**WHAT IS NEEDED**
Begin with the first line of the entries below and reproduce each line exactly, ending with the line that holds "tracing_subscriber::registry()".

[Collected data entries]
// SPDX-FileCopyrightText: 2025 Hyperpolymath
// SPDX-License-Identifier: PMPL-1.0-or-later

//! Access Gate Service
//!
//! Forward-auth service placed in front of the content and donation API.
//! The reverse proxy calls `/check?permission=<tag>&policy=<name>` with the
//! original request headers and forwards the request only on a 200.
//!
//! ## Configuration
//!
//! Defaults are built in. `ACCESS_GATE_CONFIG` names an optional JSON file,
//! and these environment variables override both:
//!
//! - `BIND_ADDR`: Server bind address (default: 0.0.0.0:8080)
//! - `SESSION_COOKIE`: Session cookie name (default: session)
//! - `IDENTITY_PROVIDER_URL`: Identity provider base URL
//! - `IDENTITY_TIMEOUT_MS`: Identity provider timeout (default: 2000)
//! - `TRUST_PROXY` / `PROXY_HEADER`: Read the client IP from a proxy header
//! - `SWEEP_INTERVAL_SECS` / `SWEEP_IDLE_WINDOWS`: Stale counter eviction
//! - `METRICS_ENABLED`: Expose `/metrics` (default: true)

use std::net::SocketAddr;
use std::sync::Arc;
use tokio::net::TcpListener;
use tower_http::trace::TraceLayer;
use tracing::{info, Level};
use tracing_subscriber::{fmt, prelude::*, EnvFilter};

use access_gate::{
    clock::SystemClock,
    config::Config,
    gate::AccessGate,
    handlers::{router, AppState},
    limiter::{PolicySet, RateLimiter},
    metrics::GateMetrics,
    permissions::PermissionMatrix,
    session::{HttpIdentityProvider, SessionResolver},
    store::InMemoryCounterStore,
};

#[tokio::main]
async fn main() -> anyhow::Result<()> {
    // Initialize tracing
    tracing_subscriber::registry()
        .with(fmt::layer().json())
        .with(
            EnvFilter::builder()
                .with_default_directive(Level::INFO.into())
                .from_env_lossy(),
        )
        .init();

    let config = load_config()?;
    config.validate()?;

    // Startup validation: bad policies or matrix abort the process
    let policies = PolicySet::from_config(&config.policies)?;
    let matrix = PermissionMatrix::standard();
    matrix.validate()?;

    info!(
        bind_addr = %config.bind_addr,
        policies = ?policies.names(),
        identity_provider = %config.session.identity_provider_url,
        identity_timeout_ms = config.session.identity_timeout_ms,
        trust_proxy = config.proxy.trust_proxy,
        "Starting access gate"
    );

    let limiter = Arc::new(
        RateLimiter::new(Arc::new(InMemoryCounterStore::new()), Arc::new(SystemClock))
            .with_trusted_header(config.proxy.trusted_header()),
    );
    let resolver = SessionResolver::new(
        Arc::new(HttpIdentityProvider::new(
            config.session.identity_provider_url.clone(),
        )),
        config.session.cookie_name.clone(),
        config.session.identity_timeout(),
    );

    let mut gate = AccessGate::new(limiter.clone(), resolver, Arc::new(matrix));
    if config.metrics.enabled {
        gate = gate.with_metrics(GateMetrics::new()?);
    }

    // Spawn cleanup task
    if config.cleanup.enabled {
        let cleanup_limiter = limiter.clone();
        let cleanup = config.cleanup.clone();
        tokio::spawn(async move {
            let mut interval = tokio::time::interval(cleanup.interval());
            loop {
                interval.tick().await;
                let removed = cleanup_limiter.cleanup(cleanup.idle_windows).await;
                if removed > 0 {
                    info!(removed, "Evicted stale rate limit entries");
                }
            }
        });
    }

    let addr: SocketAddr = config.bind_addr.parse()?;
    let state = Arc::new(AppState {
        gate,
        policies,
        config,
    });

    let app = router(state).layer(TraceLayer::new_for_http());

    let listener = TcpListener::bind(addr).await?;
    info!(addr = %addr, "Server listening");

    axum::serve(
        listener,
        app.into_make_service_with_connect_info::<SocketAddr>(),
    )
    .await?;

    Ok(())
}

/// Load configuration from an optional JSON file, then the environment.
fn load_config() -> anyhow::Result<Config> {
    let base = match std::env::var("ACCESS_GATE_CONFIG") {
        Ok(path) => Config::from_json(&std::fs::read_to_string(&path)?)?,
        Err(_) => Config::default(),
    };
    Ok(base.apply_env()?)
}
// SPDX-FileCopyrightText: 2025 Hyperpolymath
// SPDX-License-Identifier: PMPL-1.0-or-later

//! Fixed-window rate limiter.
//!
//! Each named policy keeps its own counters. A request's counter key is
//! derived by the policy's [`KeyStrategy`], so a flood against the login
//! endpoint cannot exhaust the donation budget of the same client.

use crate::clock::{Clock, SystemClock};
use crate::config::{KeyStrategyConfig, PolicyConfig};
use crate::error::{ConfigError, StoreError};
use crate::request::RequestContext;
use crate::store::{CounterKey, CounterStore, InMemoryCounterStore};
use chrono::{DateTime, Duration, Utc};
use std::collections::HashMap;
use std::fmt;
use std::sync::Arc;
use tracing::{debug, error, info};

/// Key used when neither a proxy header nor a peer address is available.
const UNKNOWN_CLIENT: &str = "unknown";

/// Longest accepted policy window: one leap year.
pub const MAX_WINDOW_MS: u64 = 366 * 24 * 60 * 60 * 1000;

/// Custom key derivation.
pub type KeyFn = Arc<dyn Fn(&RequestContext, Option<&str>) -> String + Send + Sync>;

/// How a policy turns a request into a counter key.
#[derive(Clone)]
pub enum KeyStrategy {
    /// Client IP
    ClientIp,
    /// Client IP plus an endpoint category
    ClientIpAndCategory(String),
    /// Caller-supplied function of the request and the trusted proxy header
    Custom(KeyFn),
}

impl KeyStrategy {
    fn derive(&self, request: &RequestContext, trusted_header: Option<&str>) -> String {
        let ip = || {
            request
                .client_ip(trusted_header)
                .map(|ip| ip.to_string())
                .unwrap_or_else(|| UNKNOWN_CLIENT.to_string())
        };
        match self {
            Self::ClientIp => ip(),
            Self::ClientIpAndCategory(category) => format!("{}|{}", ip(), category),
            Self::Custom(f) => f(request, trusted_header),
        }
    }
}

impl fmt::Debug for KeyStrategy {
    fn fmt(&self, f: &mut fmt::Formatter<'_>) -> fmt::Result {
        match self {
            Self::ClientIp => write!(f, "ClientIp"),
            Self::ClientIpAndCategory(c) => write!(f, "ClientIpAndCategory({c})"),
            Self::Custom(_) => write!(f, "Custom(..)"),
        }
    }
}

impl From<&KeyStrategyConfig> for KeyStrategy {
    fn from(config: &KeyStrategyConfig) -> Self {
        match config {
            KeyStrategyConfig::ClientIp => Self::ClientIp,
            KeyStrategyConfig::ClientIpAndCategory { category } => {
                Self::ClientIpAndCategory(category.clone())
            }
        }
    }
}

/// Immutable rate-limit configuration.
#[derive(Debug, Clone)]
pub struct RateLimitPolicy {
    name: String,
    window_ms: u64,
    max_requests: u32,
    key_strategy: KeyStrategy,
}

impl RateLimitPolicy {
    /// Build a policy. A zero ceiling, or a window of zero or above
    /// [`MAX_WINDOW_MS`], is a configuration error.
    pub fn new(
        name: impl Into<String>,
        window_ms: u64,
        max_requests: u32,
        key_strategy: KeyStrategy,
    ) -> Result<Self, ConfigError> {
        let name = name.into();
        if window_ms == 0 {
            return Err(ConfigError::NonPositiveWindow { policy: name });
        }
        if window_ms > MAX_WINDOW_MS {
            return Err(ConfigError::WindowTooLong {
                policy: name,
                max_ms: MAX_WINDOW_MS,
            });
        }
        if max_requests == 0 {
            return Err(ConfigError::NonPositiveMaxRequests { policy: name });
        }
        Ok(Self {
            name,
            window_ms,
            max_requests,
            key_strategy,
        })
    }

    pub fn from_config(config: &PolicyConfig) -> Result<Self, ConfigError> {
        Self::new(
            config.name.clone(),
            config.window_ms,
            config.max_requests,
            KeyStrategy::from(&config.key),
        )
    }

    pub fn name(&self) -> &str {
        &self.name
    }

    pub fn max_requests(&self) -> u32 {
        self.max_requests
    }

    pub fn window(&self) -> Duration {
        Duration::milliseconds(self.window_ms as i64)
    }

    /// Counter key for `request` under this policy.
    pub fn key_for(&self, request: &RequestContext, trusted_header: Option<&str>) -> String {
        self.key_strategy.derive(request, trusted_header)
    }
}

/// Named policies, validated at startup.
#[derive(Debug, Clone, Default)]
pub struct PolicySet {
    policies: HashMap<String, Arc<RateLimitPolicy>>,
}

impl PolicySet {
    pub fn from_config(configs: &[PolicyConfig]) -> Result<Self, ConfigError> {
        let mut policies = HashMap::new();
        for config in configs {
            let policy = RateLimitPolicy::from_config(config)?;
            if policies
                .insert(policy.name.clone(), Arc::new(policy))
                .is_some()
            {
                return Err(ConfigError::DuplicatePolicy(config.name.clone()));
            }
        }
        Ok(Self { policies })
    }

    pub fn get(&self, name: &str) -> Option<Arc<RateLimitPolicy>> {
        self.policies.get(name).cloned()
    }

    pub fn names(&self) -> Vec<&str> {
        let mut names: Vec<&str> = self.policies.keys().map(String::as_str).collect();
        names.sort_unstable();
        names
    }
}

/// Outcome of one rate-limit check.
#[derive(Debug, Clone, Copy, PartialEq, Eq)]
pub struct RateLimitResult {
    pub allowed: bool,
    /// Policy ceiling
    pub limit: u32,
    /// Requests left in the current window
    pub remaining: u32,
    /// When the current window lapses
    pub reset_at: DateTime<Utc>,
    /// Whole seconds until a retry can succeed; set only when denied
    pub retry_after_secs: Option<u64>,
}

impl RateLimitResult {
    fn from_entry(count: u32, reset_at: DateTime<Utc>, now: DateTime<Utc>, limit: u32) -> Self {
        if count > limit {
            Self {
                allowed: false,
                limit,
                remaining: 0,
                reset_at,
                retry_after_secs: Some(ceil_secs(reset_at - now)),
            }
        } else {
            Self {
                allowed: true,
                limit,
                remaining: limit - count,
                reset_at,
                retry_after_secs: None,
            }
        }
    }
}

fn ceil_secs(d: Duration) -> u64 {
    let ms = d.num_milliseconds().max(0) as u64;
    ms.div_ceil(1000)
}

/// Thread-safe fixed-window rate limiter.
pub struct RateLimiter {
    store: Arc<dyn CounterStore>,
    clock: Arc<dyn Clock>,
    trusted_header: Option<String>,
}

impl RateLimiter {
    /// Create a new rate limiter over the given store and clock.
    pub fn new(store: Arc<dyn CounterStore>, clock: Arc<dyn Clock>) -> Self {
        Self {
            store,
            clock,
            trusted_header: None,
        }
    }

    /// In-memory store with the wall clock.
    pub fn in_memory() -> Self {
        Self::new(Arc::new(InMemoryCounterStore::new()), Arc::new(SystemClock))
    }

    /// Read the client IP from `header` when present.
    pub fn with_trusted_header(mut self, header: Option<&str>) -> Self {
        self.trusted_header = header.map(str::to_ascii_lowercase);
        self
    }

    /// Check and count a request under `policy`.
    pub async fn check(
        &self,
        request: &RequestContext,
        policy: &RateLimitPolicy,
    ) -> Result<RateLimitResult, StoreError> {
        let client = policy.key_for(request, self.trusted_header.as_deref());
        self.check_key(&client, policy).await
    }

    /// Check and count a request for an already-derived client key.
    pub async fn check_key(
        &self,
        client: &str,
        policy: &RateLimitPolicy,
    ) -> Result<RateLimitResult, StoreError> {
        let key = CounterKey::new(policy.name(), client);
        let now = self.clock.now();
        let entry = self.store.hit(&key, policy.window(), now).await?;
        let result =
            RateLimitResult::from_entry(entry.count, entry.window_reset_at, now, policy.max_requests);

        if result.allowed {
            debug!(
                policy = policy.name(),
                client,
                remaining = result.remaining,
                "Rate limit check passed"
            );
        } else {
            info!(
                policy = policy.name(),
                client,
                count = entry.count,
                retry_after_secs = ?result.retry_after_secs,
                "Rate limit exceeded"
            );
        }
        Ok(result)
    }

    /// Evict counters idle for `idle_windows` window lengths. Call periodically.
    pub async fn cleanup(&self, idle_windows: u32) -> usize {
        match self.store.sweep(self.clock.now(), idle_windows).await {
            Ok(removed) => removed,
            Err(e) => {
                error!(error = %e, "Rate limit sweep failed");
                0
            }
        }
    }

    /// Live counter entries.
    pub async fn entry_count(&self) -> usize {
        self.store.entry_count().await
    }
}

**WRITTEN RESPONSE**
// SPDX-FileCopyrightText: 2025 Hyperpolymath
// SPDX-License-Identifier: PMPL-1.0-or-later

//! Access Gate Service
//!
//! Forward-auth service placed in front of the content and donation API.
//! The reverse proxy calls `/check?permission=<tag>&policy=<name>` with the
//! original request headers and forwards the request only on a 200.
//!
//! ## Configuration
//!
//! Defaults are built in. `ACCESS_GATE_CONFIG` names an optional JSON file,
//! and these environment variables override both:
//!
//! - `BIND_ADDR`: Server bind address (default: 0.0.0.0:8080)
//! - `SESSION_COOKIE`: Session cookie name (default: session)
//! - `IDENTITY_PROVIDER_URL`: Identity provider base URL
//! - `IDENTITY_TIMEOUT_MS`: Identity provider timeout (default: 2000)
//! - `TRUST_PROXY` / `PROXY_HEADER`: Read the client IP from a proxy header
//! - `SWEEP_INTERVAL_SECS` / `SWEEP_IDLE_WINDOWS`: Stale counter eviction
//! - `METRICS_ENABLED`: Expose `/metrics` (default: true)

use std::net::SocketAddr;
use std::sync::Arc;
use tokio::net::TcpListener;
use tower_http::trace::TraceLayer;
use tracing::{info, Level};
use tracing_subscriber::{fmt, prelude::*, EnvFilter};

use access_gate::{
    clock::SystemClock,
    config::Config,
    gate::AccessGate,
    handlers::{router, AppState},
    limiter::{PolicySet, RateLimiter},
    metrics::GateMetrics,
    permissions::PermissionMatrix,
    session::{HttpIdentityProvider, SessionResolver},
    store::InMemoryCounterStore,
};

#[tokio::main]
async fn main() -> anyhow::Result<()> {
    // Initialize tracing
    tracing_subscriber::registry()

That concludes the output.